# Your task:
Begin at the top of the records and copy each line exactly. The line containing "use crate::constants::DEFAULT_PATH;" is the last one to include.

Saved entries

——

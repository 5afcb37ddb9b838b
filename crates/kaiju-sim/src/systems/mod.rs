//! ECS systems that operate on the simulation world each tick.
//!
//! Systems are free functions over `&mut World` (or `&World` for read-only).
//! Run-level state is passed in explicitly; entity state lives in components.

pub mod enemies;
pub mod fire_control;
pub mod impact;
pub mod snapshot;
pub mod spawning;
pub mod waves;
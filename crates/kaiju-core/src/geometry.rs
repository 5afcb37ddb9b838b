//! Geometry and path utilities: segment distance, box overlap, path interpolation.

use glam::DVec2;
use serde::{Deserialize, Serialize};
use thiserror::Error;

use crate::constants::DEFAULT_PATH;

/// Reasons a waypoint list cannot form a path.
#[derive(Debug, Clone, PartialEq, Error)]
pub enum PathError {
    #[error("a path needs at least 2 waypoints, got {count}")]
    TooShort { count: usize },
    #[error("waypoint {index} has a non-finite coordinate")]
    NonFinite { index: usize },
}

/// Ordered sequence of 2D waypoints enemies follow. Read-only once built.
#[derive(Debug, Clone, PartialEq, Serialize, Deserialize)]
#[serde(try_from = "Vec<DVec2>", into = "Vec<DVec2>")]
pub struct Path {
    waypoints: Vec<DVec2>,
    /// Cumulative length up to each waypoint; `cumulative[0] == 0`.
    cumulative: Vec<f64>,
}

impl Path {
    pub fn new(waypoints: Vec<DVec2>) -> Result<Self, PathError> {
        if waypoints.len() < 2 {
            return Err(PathError::TooShort {
                count: waypoints.len(),
            });
        }
        if let Some(index) = waypoints.iter().position(|p| !p.is_finite()) {
            return Err(PathError::NonFinite { index });
        }
        Ok(Self::build(waypoints))
    }

    /// Precompute cumulative lengths for already validated waypoints.
    fn build(waypoints: Vec<DVec2>) -> Self {
        let mut cumulative = Vec::with_capacity(waypoints.len());
        let mut total = 0.0;
        cumulative.push(total);
        for pair in waypoints.windows(2) {
            total += pair[0].distance(pair[1]);
            cumulative.push(total);
        }

        Self {
            waypoints,
            cumulative,
        }
    }

    /// Build a path from `(x, y)` tuples.
    pub fn from_points(points: &[(f64, f64)]) -> Result<Self, PathError> {
        Self::new(points.iter().map(|&(x, y)| DVec2::new(x, y)).collect())
    }

    pub fn waypoints(&self) -> &[DVec2] {
        &self.waypoints
    }

    pub fn waypoint(&self, index: usize) -> Option<DVec2> {
        self.waypoints.get(index).copied()
    }

    pub fn len(&self) -> usize {
        self.waypoints.len()
    }

    /// Always false: a path holds at least two waypoints.
    pub fn is_empty(&self) -> bool {
        self.waypoints.is_empty()
    }

    pub fn start(&self) -> DVec2 {
        self.waypoints[0]
    }

    pub fn end(&self) -> DVec2 {
        self.waypoints[self.waypoints.len() - 1]
    }

    pub fn last_index(&self) -> usize {
        self.waypoints.len() - 1
    }

    pub fn total_length(&self) -> f64 {
        self.cumulative[self.cumulative.len() - 1]
    }

    /// Consecutive waypoint pairs.
    pub fn segments(&self) -> impl Iterator<Item = (DVec2, DVec2)> + '_ {
        self.waypoints.windows(2).map(|pair| (pair[0], pair[1]))
    }

    /// Point at fraction `t` of the total path length (clamped to `0..=1`).
    pub fn point_at(&self, t: f64) -> DVec2 {
        let total = self.total_length();
        if total <= 0.0 {
            return self.start();
        }
        let target = t.clamp(0.0, 1.0) * total;

        // First segment whose end lies at or beyond the target distance.
        let seg = self
            .cumulative
            .iter()
            .skip(1)
            .position(|&d| d >= target)
            .unwrap_or(self.waypoints.len() - 2);

        let seg_start = self.cumulative[seg];
        let seg_len = self.cumulative[seg + 1] - seg_start;
        if seg_len <= 0.0 {
            return self.waypoints[seg];
        }
        let local = (target - seg_start) / seg_len;
        self.waypoints[seg].lerp(self.waypoints[seg + 1], local)
    }

    /// Fraction of the path covered by a walker at `position` that last passed
    /// waypoint `index`.
    pub fn progress(&self, index: usize, position: DVec2) -> f64 {
        let total = self.total_length();
        if total <= 0.0 {
            return 1.0;
        }
        let index = index.min(self.last_index());
        let travelled = self.cumulative[index] + self.waypoints[index].distance(position);
        (travelled / total).clamp(0.0, 1.0)
    }

    /// Shortest distance from `point` to any segment of the path.
    pub fn distance_to(&self, point: DVec2) -> f64 {
        self.segments()
            .map(|(a, b)| distance_to_segment(point, a, b))
            .fold(f64::INFINITY, f64::min)
    }
}

impl Default for Path {
    /// The reference playfield path.
    fn default() -> Self {
        Self::build(DEFAULT_PATH.iter().map(|&(x, y)| DVec2::new(x, y)).collect())
    }
}

impl TryFrom<Vec<DVec2>> for Path {
    type Error = PathError;

    fn try_from(waypoints: Vec<DVec2>) -> Result<Self, Self::Error> {
        Path::new(waypoints)
    }
}

impl From<Path> for Vec<DVec2> {
    fn from(path: Path) -> Self {
        path.waypoints
    }
}

/// Shortest distance from `p` to the segment `a..b`.
pub fn distance_to_segment(p: DVec2, a: DVec2, b: DVec2) -> f64 {
    let ab = b - a;
    let len_sq = ab.length_squared();
    if len_sq <= f64::EPSILON {
        return p.distance(a);
    }
    let t = ((p - a).dot(ab) / len_sq).clamp(0.0, 1.0);
    p.distance(a + ab * t)
}

/// Strict overlap of two axis-aligned squares given by center and edge length.
/// Touching edges do not overlap.
pub fn squares_overlap(a: DVec2, a_size: f64, b: DVec2, b_size: f64) -> bool {
    let reach = (a_size + b_size) * 0.5;
    let d = (a - b).abs();
    d.x < reach && d.y < reach
}

/// Whether an axis-aligned square contains `point` (edges inclusive).
pub fn square_contains(center: DVec2, size: f64, point: DVec2) -> bool {
    let d = (point - center).abs();
    let half = size * 0.5;
    d.x <= half && d.y <= half
}

/// Whether an axis-aligned square strictly overlaps the rectangle of `width`
/// laid along segment `a..b` (separating-axis test).
pub fn square_overlaps_corridor(center: DVec2, size: f64, a: DVec2, b: DVec2, width: f64) -> bool {
    let along = b - a;
    let length = along.length();
    let u = if length > f64::EPSILON {
        along / length
    } else {
        DVec2::X
    };
    let v = u.perp();
    let corridor_center = (a + b) * 0.5;
    let half_len = length * 0.5;
    let half_width = width * 0.5;
    let half_size = size * 0.5;
    let offset = center - corridor_center;

    [DVec2::X, DVec2::Y, u, v].into_iter().all(|axis| {
        let distance = offset.dot(axis).abs();
        let square_radius = half_size * (axis.x.abs() + axis.y.abs());
        let corridor_radius = half_len * u.dot(axis).abs() + half_width * v.dot(axis).abs();
        distance < square_radius + corridor_radius
    })
}
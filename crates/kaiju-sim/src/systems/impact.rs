//! Impact system: projectile flight and hits, beams, heal zones, crystals.
//!
//! Hits go through `Enemy::take_damage` and `Enemy::apply_status_effect`
//! only. Kills are left in the world with `alive == false`; the enemy
//! system reaps them and credits the reward on its next pass.

use glam::DVec2;
use hecs::{Entity, World};
use tracing::{debug, warn};

use kaiju_core::constants::*;
use kaiju_core::enums::SpawnOrigin;
use kaiju_core::events::GameEvent;
use kaiju_core::geometry::{squares_overlap, Path};

use crate::enemy::{DamageOutcome, EffectError, Enemy, SpawnParams};
use crate::projectile::{Beam, Crystal, HealZone, Payload, Projectile};
use crate::systems::spawning;
use crate::tower::Tower;

/// Run the impact system for one tick.
pub fn run(world: &mut World, path: &Path, events: &mut Vec<GameEvent>, current_tick: u64) {
    advance_projectiles(world, path, events);
    apply_beams(world, path, events, current_tick);
    apply_heal_zones(world, current_tick);
    expire_crystals(world, current_tick);
}

fn advance_projectiles(world: &mut World, path: &Path, events: &mut Vec<GameEvent>) {
    let mut impacts = Vec::new();
    for (entity, projectile) in world.query_mut::<&mut Projectile>() {
        if projectile.advance() {
            impacts.push((entity, projectile.clone()));
        }
    }

    for (entity, projectile) in impacts {
        resolve_impact(world, path, events, &projectile);
        let _ = world.despawn(entity);
    }
}

/// Resolve one impact against the first live enemy whose hit box overlaps
/// the projectile's.
pub fn resolve_impact(
    world: &mut World,
    path: &Path,
    events: &mut Vec<GameEvent>,
    projectile: &Projectile,
) {
    let primary = world
        .query::<&Enemy>()
        .iter()
        .find(|(_, enemy)| {
            enemy.alive
                && squares_overlap(
                    enemy.position,
                    ENEMY_HITBOX,
                    projectile.position,
                    PROJECTILE_HITBOX,
                )
        })
        .map(|(entity, enemy)| (entity, enemy.position));
    let Some((primary, center)) = primary else {
        return;
    };

    damage_enemy(world, path, events, primary, projectile.damage);

    match projectile.payload {
        Payload::Direct => {}
        Payload::Status(status) => {
            let result = match world.get::<&mut Enemy>(primary) {
                Ok(mut enemy) if enemy.alive => {
                    enemy.apply_status_effect(status.kind, status.magnitude, status.duration_ticks)
                }
                _ => Ok(()),
            };
            match result {
                Ok(()) => {}
                Err(EffectError::Immune { enemy, effect }) => {
                    events.push(GameEvent::EffectRejected {
                        kind: enemy,
                        effect,
                    });
                }
                Err(err) => warn!(%err, "status effect rejected"),
            }
        }
        Payload::Splash { radius } => {
            let splash_damage = projectile.damage * SPLASH_DAMAGE_FACTOR;
            for entity in enemies_near(world, center, radius, Some(primary)) {
                damage_enemy(world, path, events, entity, splash_damage);
            }
        }
    }
}

/// Live enemies within `radius` of `center`, optionally excluding one.
fn enemies_near(
    world: &World,
    center: DVec2,
    radius: f64,
    exclude: Option<Entity>,
) -> Vec<Entity> {
    world
        .query::<&Enemy>()
        .iter()
        .filter(|&(entity, enemy)| {
            Some(entity) != exclude && enemy.alive && enemy.position.distance(center) <= radius
        })
        .map(|(entity, _)| entity)
        .collect()
}

/// Damage one enemy; a kill with a death roster spawns the replacements at
/// its last position and path cursor.
pub fn damage_enemy(
    world: &mut World,
    path: &Path,
    events: &mut Vec<GameEvent>,
    entity: Entity,
    amount: f64,
) {
    let (outcome, kind, wave, cursor) = {
        let Ok(mut enemy) = world.get::<&mut Enemy>(entity) else {
            return;
        };
        let outcome = enemy.take_damage(amount);
        (outcome, enemy.kind(), enemy.wave, enemy.cursor())
    };

    let DamageOutcome::Killed { replacements } = outcome else {
        return;
    };
    debug!(?kind, "killing blow");
    if replacements.is_empty() {
        return;
    }
    let params = SpawnParams {
        wave,
        origin: SpawnOrigin::Replacement,
        death_roster: false,
        at: Some(cursor),
    };
    let count = spawning::spawn_group(world, path, &replacements, params);
    debug!(?kind, count, "death roster spawned");
    events.push(GameEvent::ReplacementsSpawned { count });
}

fn apply_beams(world: &mut World, path: &Path, events: &mut Vec<GameEvent>, current_tick: u64) {
    let beams: Vec<(Entity, Beam)> = world
        .query::<&Beam>()
        .iter()
        .map(|(entity, beam)| (entity, beam.clone()))
        .collect();

    for (entity, beam) in beams {
        if !beam.is_active(current_tick) {
            let _ = world.despawn(entity);
            continue;
        }
        let hits: Vec<Entity> = world
            .query::<&Enemy>()
            .iter()
            .filter(|(_, enemy)| enemy.alive && beam.intersects(enemy.position))
            .map(|(entity, _)| entity)
            .collect();
        for target in hits {
            damage_enemy(world, path, events, target, beam.damage_per_tick());
        }
    }
}

fn apply_heal_zones(world: &mut World, current_tick: u64) {
    let zones: Vec<(Entity, HealZone)> = world
        .query::<&HealZone>()
        .iter()
        .map(|(entity, zone)| (entity, zone.clone()))
        .collect();

    for (entity, zone) in zones {
        if !zone.is_active(current_tick) {
            let _ = world.despawn(entity);
            continue;
        }
        for (_tower_entity, tower) in world.query_mut::<&mut Tower>() {
            if zone.covers(tower.position) {
                tower.heal(zone.amount);
            }
        }
    }
}

fn expire_crystals(world: &mut World, current_tick: u64) {
    let expired: Vec<Entity> = world
        .query::<&Crystal>()
        .iter()
        .filter(|(_, crystal)| crystal.is_expired(current_tick))
        .map(|(entity, _)| entity)
        .collect();
    for entity in expired {
        let _ = world.despawn(entity);
    }
}

#[cfg(test)]
mod tests {
    use super::*;
    use crate::enemy::{EnemyStats, Variant};
    use kaiju_core::enums::{EnemyKind, ProjectileKind, StatusKind};

    fn path() -> Path {
        Path::from_points(&[(0.0, 0.0), (1000.0, 0.0)]).unwrap()
    }

    fn enemy_at(world: &mut World, kind: EnemyKind, x: f64, y: f64) -> Entity {
        let mut enemy = Enemy::new(Variant::basic(kind), EnemyStats::new(100.0, 1.0, 5.0), &path());
        enemy.position = DVec2::new(x, y);
        world.spawn((enemy,))
    }

    fn hit_points(world: &World, entity: Entity) -> f64 {
        world.get::<&Enemy>(entity).unwrap().hit_points
    }

    #[test]
    fn splash_halves_damage_within_radius() {
        let mut world = World::new();
        let a = enemy_at(&mut world, EnemyKind::Crystalback, 100.0, 100.0);
        let b = enemy_at(&mut world, EnemyKind::Crystalback, 140.0, 100.0);
        let c = enemy_at(&mut world, EnemyKind::Crystalback, 100.0, 160.0);
        let mut missile = Projectile::new(
            ProjectileKind::Missile,
            DVec2::new(100.0, 100.0),
            DVec2::new(100.0, 100.0),
            20.0,
            8.0,
            Payload::Splash { radius: 50.0 },
        );
        assert!(missile.advance());

        let mut events = Vec::new();
        resolve_impact(&mut world, &path(), &mut events, &missile);
        assert_eq!(hit_points(&world, a), 80.0);
        assert_eq!(hit_points(&world, b), 90.0);
        assert_eq!(hit_points(&world, c), 100.0);
    }

    #[test]
    fn only_first_overlap_is_primary() {
        let mut world = World::new();
        let a = enemy_at(&mut world, EnemyKind::Crystalback, 100.0, 100.0);
        let b = enemy_at(&mut world, EnemyKind::Crystalback, 105.0, 100.0);
        let bolt = Projectile::new(
            ProjectileKind::Bolt,
            DVec2::new(102.0, 100.0),
            DVec2::new(102.0, 100.0),
            10.0,
            10.0,
            Payload::Direct,
        );
        let mut events = Vec::new();
        resolve_impact(&mut world, &path(), &mut events, &bolt);
        let damaged = [a, b]
            .iter()
            .filter(|&&e| hit_points(&world, e) < 100.0)
            .count();
        assert_eq!(damaged, 1);
    }

    #[test]
    fn immune_enemy_reports_rejection() {
        let mut world = World::new();
        let flyer = enemy_at(&mut world, EnemyKind::Flyer, 50.0, 50.0);
        let maser = Projectile::new(
            ProjectileKind::Maser,
            DVec2::new(50.0, 50.0),
            DVec2::new(50.0, 50.0),
            5.0,
            15.0,
            Payload::Status(crate::status::StatusPayload {
                kind: StatusKind::Slow,
                magnitude: 0.5,
                duration_ticks: 120,
            }),
        );
        let mut events = Vec::new();
        resolve_impact(&mut world, &path(), &mut events, &maser);
        assert_eq!(hit_points(&world, flyer), 95.0);
        assert!(world.get::<&Enemy>(flyer).unwrap().effects.is_empty());
        assert_eq!(
            events,
            vec![GameEvent::EffectRejected {
                kind: EnemyKind::Flyer,
                effect: StatusKind::Slow
            }]
        );
    }

    #[test]
    fn miss_hits_nothing() {
        let mut world = World::new();
        let a = enemy_at(&mut world, EnemyKind::Crystalback, 100.0, 100.0);
        let bolt = Projectile::new(
            ProjectileKind::Bolt,
            DVec2::new(200.0, 100.0),
            DVec2::new(200.0, 100.0),
            10.0,
            10.0,
            Payload::Direct,
        );
        let mut events = Vec::new();
        resolve_impact(&mut world, &path(), &mut events, &bolt);
        assert_eq!(hit_points(&world, a), 100.0);
    }

    #[test]
    fn beam_ticks_then_expires() {
        let mut world = World::new();
        let a = enemy_at(&mut world, EnemyKind::Crystalback, 50.0, 0.0);
        world.spawn((Beam::new(DVec2::ZERO, DVec2::new(200.0, 0.0), 45.0, 10.0, 0),));
        let mut events = Vec::new();
        for tick in 0..=BEAM_DURATION_TICKS {
            run(&mut world, &path(), &mut events, tick);
        }
        assert!((hit_points(&world, a) - 55.0).abs() < 1e-9);
        assert_eq!(world.query::<&Beam>().iter().count(), 0);
    }

    #[test]
    fn heal_zone_restores_towers_in_radius() {
        use kaiju_core::enums::{SplashAim, TowerKind};
        let mut world = World::new();
        let mut near = Tower::new(TowerKind::Cannon, DVec2::new(10.0, 0.0), SplashAim::Primary);
        near.hit_points = 50.0;
        let mut far = Tower::new(TowerKind::Cannon, DVec2::new(500.0, 0.0), SplashAim::Primary);
        far.hit_points = 50.0;
        let near = world.spawn((near,));
        let far = world.spawn((far,));
        world.spawn((HealZone::new(DVec2::ZERO, 100.0, 15.0, 0),));

        let mut events = Vec::new();
        run(&mut world, &path(), &mut events, 0);
        run(&mut world, &path(), &mut events, 1);
        assert_eq!(world.get::<&Tower>(near).unwrap().hit_points, 80.0);
        assert_eq!(world.get::<&Tower>(far).unwrap().hit_points, 50.0);
    }
}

——

# Solution below:
repository 5afcb37ddb9b838b
filename crates/kaiju-sim/src/systems/mod.rs
//! ECS systems that operate on the simulation world each tick.
//!
//! Systems are free functions over `&mut World` (or `&World` for read-only).
//! Run-level state is passed in explicitly; entity state lives in components.

pub mod enemies;
pub mod fire_control;
pub mod impact;
pub mod snapshot;
pub mod spawning;
pub mod waves;
filename crates/kaiju-core/src/geometry.rs
repository 5afcb37ddb9b838b
//! Geometry and path utilities: segment distance, box overlap, path interpolation.

use glam::DVec2;
use serde::{Deserialize, Serialize};
use thiserror::Error;

use crate::constants::DEFAULT_PATH;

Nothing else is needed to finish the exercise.